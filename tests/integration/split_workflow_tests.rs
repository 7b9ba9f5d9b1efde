/*!
 * End-to-end tests for the split workflow, with the cutting tool mocked out
 */

use anyhow::Result;
use std::path::PathBuf;

use subsplit::app_config::Config;
use subsplit::app_controller::{Controller, SplitOutcome, SplitRequest};
use subsplit::file_utils::FileManager;
use crate::common;
use crate::common::mock_cutter::MockCutter;

fn test_config() -> Config {
    Config {
        min_duration_secs: 5.0,
        padding_secs: 0.5,
        ..Config::default()
    }
}

fn request(subtitle_file: PathBuf, media_file: PathBuf) -> SplitRequest {
    SplitRequest {
        subtitle_file,
        media_file,
        assume_yes: true,
        dry_run: false,
    }
}

/// Two speakers, out-of-order events and a short trailing line
#[tokio::test]
async fn test_run_split_withTwoSpeakerAss_shouldCutPlannedSegments() -> Result<()> {
    let temp_dir = common::create_temp_dir()?;
    let subtitle = common::create_test_ass(temp_dir.path(), "talk.ass")?;
    let media = common::create_fake_media(temp_dir.path(), "talk.mkv")?;
    let controller = Controller::with_config(test_config())?;
    let cutter = MockCutter::new();

    let outcome = controller
        .run_split_with_cutter(&request(subtitle, media), &cutter, |_| Ok(true))
        .await?;

    let SplitOutcome::Completed { plan, output_dir, summary } = outcome else {
        panic!("expected a completed run");
    };

    assert!(plan.multi_speaker);
    assert!(plan.tail_merged);
    assert_eq!(plan.len(), 2);
    assert_eq!((plan.segments[0].start_time(), plan.segments[0].end_time()), (500, 9_500));
    assert_eq!((plan.segments[1].start_time(), plan.segments[1].end_time()), (9_500, 27_500));
    assert_eq!((plan.segments[1].start_line_number, plan.segments[1].end_line_number), (3, 5));

    assert_eq!(output_dir, temp_dir.path().join("talk_segments"));
    assert!(FileManager::dir_exists(&output_dir));

    assert!(summary.all_succeeded());
    assert_eq!(summary.succeeded, 2);

    let calls = cutter.calls.lock().unwrap();
    assert_eq!(calls.len(), 2);
    assert_eq!(calls[0].output_path, output_dir.join("talk_segment_001.mkv"));
    assert_eq!(calls[1].output_path, output_dir.join("talk_segment_002.mkv"));
    assert_eq!((calls[1].start_ms, calls[1].end_ms), (9_500, 27_500));
    Ok(())
}

#[tokio::test]
async fn test_run_split_withDryRun_shouldNotCutOrCreateOutput() -> Result<()> {
    let temp_dir = common::create_temp_dir()?;
    let subtitle = common::create_test_srt(temp_dir.path(), "talk.srt")?;
    let media = common::create_fake_media(temp_dir.path(), "talk.mp4")?;
    let controller = Controller::with_config(test_config())?;
    let cutter = MockCutter::new();

    let mut req = request(subtitle, media);
    req.assume_yes = false;
    req.dry_run = true;

    let outcome = controller
        .run_split_with_cutter(&req, &cutter, |_| panic!("dry run must not prompt"))
        .await?;

    assert!(matches!(outcome, SplitOutcome::DryRun(ref plan) if !plan.is_empty()));
    assert_eq!(cutter.call_count(), 0);
    assert!(!FileManager::dir_exists(temp_dir.path().join("talk_segments")));
    Ok(())
}

#[tokio::test]
async fn test_run_split_withDeclinedConfirmation_shouldCancel() -> Result<()> {
    let temp_dir = common::create_temp_dir()?;
    let subtitle = common::create_test_srt(temp_dir.path(), "talk.srt")?;
    let media = common::create_fake_media(temp_dir.path(), "talk.mp4")?;
    let controller = Controller::with_config(test_config())?;
    let cutter = MockCutter::new();

    let mut req = request(subtitle, media);
    req.assume_yes = false;

    let mut prompted_with = None;
    let outcome = controller
        .run_split_with_cutter(&req, &cutter, |plan| {
            prompted_with = Some(plan.len());
            Ok(false)
        })
        .await?;

    assert!(matches!(outcome, SplitOutcome::Cancelled(_)));
    assert!(prompted_with.is_some());
    assert_eq!(cutter.call_count(), 0);
    Ok(())
}

#[tokio::test]
async fn test_run_split_withAcceptedConfirmation_shouldCut() -> Result<()> {
    let temp_dir = common::create_temp_dir()?;
    let subtitle = common::create_test_srt(temp_dir.path(), "talk.srt")?;
    let media = common::create_fake_media(temp_dir.path(), "talk.mp4")?;
    let controller = Controller::with_config(test_config())?;
    let cutter = MockCutter::new();

    let mut req = request(subtitle, media);
    req.assume_yes = false;

    let outcome = controller.run_split_with_cutter(&req, &cutter, |_| Ok(true)).await?;

    assert!(matches!(outcome, SplitOutcome::Completed { .. }));
    assert!(cutter.call_count() > 0);
    Ok(())
}

/// One failing cut does not stop the others
#[tokio::test]
async fn test_run_split_withFailingSegment_shouldReportFailureAndContinue() -> Result<()> {
    let temp_dir = common::create_temp_dir()?;
    let subtitle = common::create_test_ass(temp_dir.path(), "talk.ass")?;
    let media = common::create_fake_media(temp_dir.path(), "talk.mkv")?;
    let controller = Controller::with_config(test_config())?;
    let cutter = MockCutter::failing_on(&[1]);

    let outcome = controller
        .run_split_with_cutter(&request(subtitle, media), &cutter, |_| Ok(true))
        .await?;

    let SplitOutcome::Completed { summary, .. } = outcome else {
        panic!("expected a completed run");
    };
    assert!(!summary.all_succeeded());
    assert_eq!(summary.failed, 1);
    assert_eq!(summary.succeeded, 1);
    assert_eq!(cutter.call_count(), 2);
    assert!(summary.outcomes[0].result.is_err());
    Ok(())
}

#[tokio::test]
async fn test_run_split_withEmptySubtitles_shouldHaveNothingToDo() -> Result<()> {
    let temp_dir = common::create_temp_dir()?;
    let subtitle = common::create_test_file(temp_dir.path(), "empty.srt", "\n\n")?;
    let media = common::create_fake_media(temp_dir.path(), "talk.mp4")?;
    let controller = Controller::with_config(test_config())?;
    let cutter = MockCutter::new();

    let outcome = controller
        .run_split_with_cutter(&request(subtitle, media), &cutter, |_| Ok(true))
        .await?;

    assert!(matches!(outcome, SplitOutcome::NothingToDo));
    assert_eq!(cutter.call_count(), 0);
    Ok(())
}

#[tokio::test]
async fn test_run_split_withMissingMedia_shouldFail() -> Result<()> {
    let temp_dir = common::create_temp_dir()?;
    let subtitle = common::create_test_srt(temp_dir.path(), "talk.srt")?;
    let controller = Controller::with_config(test_config())?;
    let cutter = MockCutter::new();

    let result = controller
        .run_split_with_cutter(&request(subtitle, temp_dir.path().join("missing.mp4")), &cutter, |_| Ok(true))
        .await;

    let err = result.expect_err("missing media must fail");
    assert!(err.to_string().contains("Media file not found"));
    Ok(())
}

#[tokio::test]
async fn test_run_split_withUnsupportedSubtitle_shouldFail() -> Result<()> {
    let temp_dir = common::create_temp_dir()?;
    let subtitle = common::create_test_file(temp_dir.path(), "talk.vtt", "WEBVTT\n")?;
    let media = common::create_fake_media(temp_dir.path(), "talk.mp4")?;
    let controller = Controller::with_config(test_config())?;
    let cutter = MockCutter::new();

    let result = controller
        .run_split_with_cutter(&request(subtitle, media), &cutter, |_| Ok(true))
        .await;

    assert!(result.is_err());
    assert_eq!(cutter.call_count(), 0);
    Ok(())
}

#[test]
fn test_with_config_withInvalidConfig_shouldFail() {
    let config = Config {
        padding_secs: -0.5,
        ..Config::default()
    };
    assert!(Controller::with_config(config).is_err());
}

- _Aim of the task_
Could you write out the full data verbatim?

- _The completed task_
filename tests/integration/split_workflow_tests.rs
repository 7b9ba9f5d9b1efde
/*!
 * End-to-end tests for the split workflow, with the cutting tool mocked out
 */

use anyhow::Result;
use std::path::PathBuf;

use subsplit::app_config::Config;
use subsplit::app_controller::{Controller, SplitOutcome, SplitRequest};
use subsplit::file_utils::FileManager;
use crate::common;
use crate::common::mock_cutter::MockCutter;

fn test_config() -> Config {
    Config {
        min_duration_secs: 5.0,
        padding_secs: 0.5,
        ..Config::default()
    }
}

fn request(subtitle_file: PathBuf, media_file: PathBuf) -> SplitRequest {
    SplitRequest {
        subtitle_file,
        media_file,
        assume_yes: true,
        dry_run: false,
    }
}

/// Two speakers, out-of-order events and a short trailing line
#[tokio::test]
async fn test_run_split_withTwoSpeakerAss_shouldCutPlannedSegments() -> Result<()> {
    let temp_dir = common::create_temp_dir()?;
    let subtitle = common::create_test_ass(temp_dir.path(), "talk.ass")?;
    let media = common::create_fake_media(temp_dir.path(), "talk.mkv")?;
    let controller = Controller::with_config(test_config())?;
    let cutter = MockCutter::new();

    let outcome = controller
        .run_split_with_cutter(&request(subtitle, media), &cutter, |_| Ok(true))
        .await?;

    let SplitOutcome::Completed { plan, output_dir, summary } = outcome else {
        panic!("expected a completed run");
    };

    assert!(plan.multi_speaker);
    assert!(plan.tail_merged);
    assert_eq!(plan.len(), 2);
    assert_eq!((plan.segments[0].start_time(), plan.segments[0].end_time()), (500, 9_500));
    assert_eq!((plan.segments[1].start_time(), plan.segments[1].end_time()), (9_500, 27_500));
    assert_eq!((plan.segments[1].start_line_number, plan.segments[1].end_line_number), (3, 5));

    assert_eq!(output_dir, temp_dir.path().join("talk_segments"));
    assert!(FileManager::dir_exists(&output_dir));

    assert!(summary.all_succeeded());
    assert_eq!(summary.succeeded, 2);

    let calls = cutter.calls.lock().unwrap();
    assert_eq!(calls.len(), 2);
    assert_eq!(calls[0].output_path, output_dir.join("talk_segment_001.mkv"));
    assert_eq!(calls[1].output_path, output_dir.join("talk_segment_002.mkv"));
    assert_eq!((calls[1].start_ms, calls[1].end_ms), (9_500, 27_500));
    Ok(())
}

#[tokio::test]
async fn test_run_split_withDryRun_shouldNotCutOrCreateOutput() -> Result<()> {
    let temp_dir = common::create_temp_dir()?;
    let subtitle = common::create_test_srt(temp_dir.path(), "talk.srt")?;
    let media = common::create_fake_media(temp_dir.path(), "talk.mp4")?;
    let controller = Controller::with_config(test_config())?;
    let cutter = MockCutter::new();

    let mut req = request(subtitle, media);
    req.assume_yes = false;
    req.dry_run = true;

    let outcome = controller
        .run_split_with_cutter(&req, &cutter, |_| panic!("dry run must not prompt"))
        .await?;

    assert!(matches!(outcome, SplitOutcome::DryRun(ref plan) if !plan.is_empty()));
    assert_eq!(cutter.call_count(), 0);
    assert!(!FileManager::dir_exists(temp_dir.path().join("talk_segments")));
    Ok(())
}

#[tokio::test]
async fn test_run_split_withDeclinedConfirmation_shouldCancel() -> Result<()> {
    let temp_dir = common::create_temp_dir()?;
    let subtitle = common::create_test_srt(temp_dir.path(), "talk.srt")?;
    let media = common::create_fake_media(temp_dir.path(), "talk.mp4")?;
    let controller = Controller::with_config(test_config())?;
    let cutter = MockCutter::new();

    let mut req = request(subtitle, media);
    req.assume_yes = false;

    let mut prompted_with = None;
    let outcome = controller
        .run_split_with_cutter(&req, &cutter, |plan| {
            prompted_with = Some(plan.len());
            Ok(false)
        })
        .await?;

    assert!(matches!(outcome, SplitOutcome::Cancelled(_)));
    assert!(prompted_with.is_some());
    assert_eq!(cutter.call_count(), 0);
    Ok(())
}

#[tokio::test]
async fn test_run_split_withAcceptedConfirmation_shouldCut() -> Result<()> {
    let temp_dir = common::create_temp_dir()?;
    let subtitle = common::create_test_srt(temp_dir.path(), "talk.srt")?;
    let media = common::create_fake_media(temp_dir.path(), "talk.mp4")?;
    let controller = Controller::with_config(test_config())?;
    let cutter = MockCutter::new();

    let mut req = request(subtitle, media);
    req.assume_yes = false;

    let outcome = controller.run_split_with_cutter(&req, &cutter, |_| Ok(true)).await?;

    assert!(matches!(outcome, SplitOutcome::Completed { .. }));
    assert!(cutter.call_count() > 0);
    Ok(())
}

/// One failing cut does not stop the others
#[tokio::test]
async fn test_run_split_withFailingSegment_shouldReportFailureAndContinue() -> Result<()> {
    let temp_dir = common::create_temp_dir()?;
    let subtitle = common::create_test_ass(temp_dir.path(), "talk.ass")?;
    let media = common::create_fake_media(temp_dir.path(), "talk.mkv")?;
    let controller = Controller::with_config(test_config())?;
    let cutter = MockCutter::failing_on(&[1]);

    let outcome = controller
        .run_split_with_cutter(&request(subtitle, media), &cutter, |_| Ok(true))
        .await?;

    let SplitOutcome::Completed { summary, .. } = outcome else {
        panic!("expected a completed run");
    };
    assert!(!summary.all_succeeded());
    assert_eq!(summary.failed, 1);
    assert_eq!(summary.succeeded, 1);
    assert_eq!(cutter.call_count(), 2);
    assert!(summary.outcomes[0].result.is_err());
    Ok(())
}

#[tokio::test]
async fn test_run_split_withEmptySubtitles_shouldHaveNothingToDo() -> Result<()> {
    let temp_dir = common::create_temp_dir()?;
    let subtitle = common::create_test_file(temp_dir.path(), "empty.srt", "\n\n")?;
    let media = common::create_fake_media(temp_dir.path(), "talk.mp4")?;
    let controller = Controller::with_config(test_config())?;
    let cutter = MockCutter::new();

    let outcome = controller
        .run_split_with_cutter(&request(subtitle, media), &cutter, |_| Ok(true))
        .await?;

    assert!(matches!(outcome, SplitOutcome::NothingToDo));
    assert_eq!(cutter.call_count(), 0);
    Ok(())
}

#[tokio::test]
async fn test_run_split_withMissingMedia_shouldFail() -> Result<()> {
    let temp_dir = common::create_temp_dir()?;
    let subtitle = common::create_test_srt(temp_dir.path(), "talk.srt")?;
    let controller = Controller::with_config(test_config())?;
    let cutter = MockCutter::new();

    let result = controller
        .run_split_with_cutter(&request(subtitle, temp_dir.path().join("missing.mp4")), &cutter, |_| Ok(true))
        .await;

    let err = result.expect_err("missing media must fail");
    assert!(err.to_string().contains("Media file not found"));
    Ok(())
}

#[tokio::test]
async fn test_run_split_withUnsupportedSubtitle_shouldFail() -> Result<()> {
    let temp_dir = common::create_temp_dir()?;
    let subtitle = common::create_test_file(temp_dir.path(), "talk.vtt", "WEBVTT\n")?;
    let media = common::create_fake_media(temp_dir.path(), "talk.mp4")?;
    let controller = Controller::with_config(test_config())?;
    let cutter = MockCutter::new();

    let result = controller
        .run_split_with_cutter(&request(subtitle, media), &cutter, |_| Ok(true))
        .await;

    assert!(result.is_err());
    assert_eq!(cutter.call_count(), 0);
    Ok(())
}

#[test]
fn test_with_config_withInvalidConfig_shouldFail() {
    let config = Config {
        padding_secs: -0.5,
        ..Config::default()
    };
    assert!(Controller::with_config(config).is_err());
}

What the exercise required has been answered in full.